The Wigan Deal has been highlighted in recent years as a successful new way of delivering local services. Do you feel it could be repeated elsewhere?

That is the mistake that lots of people make, including policy-makers. There is no one-size-fits-all model. You can learn from lots of places but you can’t replicate it – you are on your own journey. You need to really understand (and invest in) your community, really understand the relationships and the history. And you have to turn it into your own local language. So while we are magpies and learn from the best international and national practice, including from North Karelia in Finland for our public health prevention programme, we always ‘Wiganise’ it and make it rooted in our own asset.

In what ways have you seen it impact on local people?

Female healthy life expectancy in Wigan has now reached the England average for the first time ever, while male healthy life expectancy has also closed the gap on the national average. We’re a working-class, former mining borough but we’ve also made big improvements on smoking prevalence.

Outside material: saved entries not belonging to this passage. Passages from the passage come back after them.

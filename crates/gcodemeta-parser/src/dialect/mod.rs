//! Slicer dialect matchers and their registry
//!
//! Each slicer embeds metadata with its own comment vocabulary and units.
//! A [`DialectMatcher`] knows one vocabulary: given a single line it returns
//! zero or more normalized captures, and stays silent on anything it does not
//! recognize. Matchers are independent of each other; the
//! [`MatcherRegistry`] consults them in registration order.
//!
//! Adding a slicer means adding one matcher and registering it.

pub mod cura;
pub mod prusa;
pub mod simplify3d;

use std::sync::Arc;

use gcodemeta_core::AttributeValue;

pub use cura::CuraMatcher;
pub use prusa::PrusaSlicerMatcher;
pub use simplify3d::Simplify3dMatcher;

/// One attribute value recognized on a line
#[derive(Debug, Clone, PartialEq)]
pub struct Capture {
    /// Registry attribute the value belongs to
    pub attribute: &'static str,
    /// Normalized value
    pub value: AttributeValue,
    /// Raw slicer text the value was normalized from
    pub raw: String,
}

impl Capture {
    pub fn new(attribute: &'static str, value: AttributeValue, raw: impl Into<String>) -> Self {
        Self {
            attribute,
            value,
            raw: raw.into(),
        }
    }
}

/// Output of one matcher applied to one line
#[derive(Debug, Clone, PartialEq)]
pub struct DialectMatch {
    /// Name of the matcher that produced the captures (provenance only)
    pub matcher: String,
    /// Captures in the order the matcher produced them
    pub captures: Vec<Capture>,
}

/// Trait for slicer comment dialects
///
/// Implementations own a fixed set of line patterns for one slicer and are
/// responsible for normalizing captured text into registry value types.
/// A capture whose text cannot be normalized is skipped; the rest of the
/// line still counts.
pub trait DialectMatcher: Send + Sync {
    /// Get the name/identifier of this matcher
    fn name(&self) -> &str;

    /// Get a description of the dialect this matcher understands
    fn description(&self) -> &str;

    /// Extract every recognizable attribute from `line`
    ///
    /// `line` is one raw line without its line terminator. Returns an empty
    /// vector for lines outside the dialect.
    fn matches(&self, line: &str) -> Vec<Capture>;
}

/// Arc-wrapped matcher for thread-safe sharing
pub type MatcherHandle = Arc<dyn DialectMatcher>;

/// Ordered collection of dialect matchers
///
/// # Example
/// ```ignore
/// let mut matchers = MatcherRegistry::new();
/// matchers.register(Arc::new(PrusaSlicerMatcher::new()));
/// matchers.register(Arc::new(CuraMatcher::new()));
///
/// for found in matchers.match_line(";TIME:3600") {
///     println!("{} -> {:?}", found.matcher, found.captures);
/// }
/// ```
#[derive(Clone, Default)]
pub struct MatcherRegistry {
    matchers: Vec<MatcherHandle>,
}

impl MatcherRegistry {
    /// Create an empty registry
    pub fn new() -> Self {
        Self::default()
    }

    /// Registry holding every built-in dialect
    pub fn builtin() -> Self {
        let mut registry = Self::new();
        registry.register_all(vec![
            Arc::new(PrusaSlicerMatcher::new()),
            Arc::new(CuraMatcher::new()),
            Arc::new(Simplify3dMatcher::new()),
        ]);
        registry
    }

    /// Register a matcher; matchers are consulted in registration order
    pub fn register(&mut self, matcher: MatcherHandle) -> &mut Self {
        self.matchers.push(matcher);
        self
    }

    /// Register multiple matchers at once
    pub fn register_all(&mut self, matchers: Vec<MatcherHandle>) -> &mut Self {
        self.matchers.extend(matchers);
        self
    }

    /// Get the number of registered matchers
    pub fn len(&self) -> usize {
        self.matchers.len()
    }

    pub fn is_empty(&self) -> bool {
        self.matchers.is_empty()
    }

    /// Get a reference to a matcher by name
    pub fn get_by_name(&self, name: &str) -> Option<&MatcherHandle> {
        self.matchers.iter().find(|m| m.name() == name)
    }

    /// List all registered matchers as (name, description)
    pub fn list(&self) -> Vec<(&str, &str)> {
        self.matchers
            .iter()
            .map(|m| (m.name(), m.description()))
            .collect()
    }

    /// Apply every matcher to `line`, keeping only non-empty results
    pub fn match_line(&self, line: &str) -> Vec<DialectMatch> {
        self.matchers
            .iter()
            .filter_map(|matcher| {
                let captures = matcher.matches(line);
                (!captures.is_empty()).then(|| DialectMatch {
                    matcher: matcher.name().to_string(),
                    captures,
                })
            })
            .collect()
    }
}

impl std::fmt::Debug for MatcherRegistry {
    fn fmt(&self, f: &mut std::fmt::Formatter<'_>) -> std::fmt::Result {
        f.debug_struct("MatcherRegistry")
            .field("matchers", &self.list())
            .finish()
    }
}

/// Split a multi-tool value list and parse every element
///
/// Returns `None` if any element fails to parse, so a half-valid list never
/// produces a partial result.
pub(crate) fn parse_tool_list<T>(
    raw: &str,
    separator: char,
    parse: impl Fn(&str) -> Option<T>,
) -> Option<Vec<T>> {
    raw.split(separator).map(|part| parse(part.trim())).collect()
}

/// The common value when every tool agrees, otherwise `None`
pub(crate) fn same_or_nothing<T: PartialEq + Clone>(values: &[T]) -> Option<T> {
    let first = values.first()?;
    values.iter().all(|v| v == first).then(|| first.clone())
}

And I’ve seen frontline staff freed up in the work we do. We’ve given them their vocation back – and let them get back to why they wanted to do the job in the first place.

You worked in the NHS for 27 years and now in local government for 11 years. What are the main differences in managerial style between NHS managers and the leaders you work with now?

There’s a top-down, command-and-control culture in the NHS. Things are set nationally, without a lot of room for pragmatism or to say “that’s great, but it won’t fit here, so I need to work around it”. The best local NHS managers try to do that, but it’s difficult when being so rigidly performance managed. There’s much less room for managers taking a risk.

In local government, if you have a permissive managerial and political culture (as we do), risk and innovation is encouraged. We wouldn’t put people in danger, but we aren’t afraid to bend the rules a bit if it gets the right result and frees people up. You can’t command and control health and wellbeing, but you can inspire, empower and enable it.

What is the biggest change you’d like to see within health and social care in the UK?

A move to place-based budgeting, so local areas having both the money and the decision-making power to invest that money across all its services. We see a lot of investment going into the NHS, even if that’s not always how it feels. But that money always tends to prop up doing more of the same or the odd grand scheme, which won’t significantly reduce demand or address the real challenges ahead with an ageing population. We need to think more about how to invest the whole public sector pound, especially on health determinants like housing. We must start to see wellbeing as an economic good.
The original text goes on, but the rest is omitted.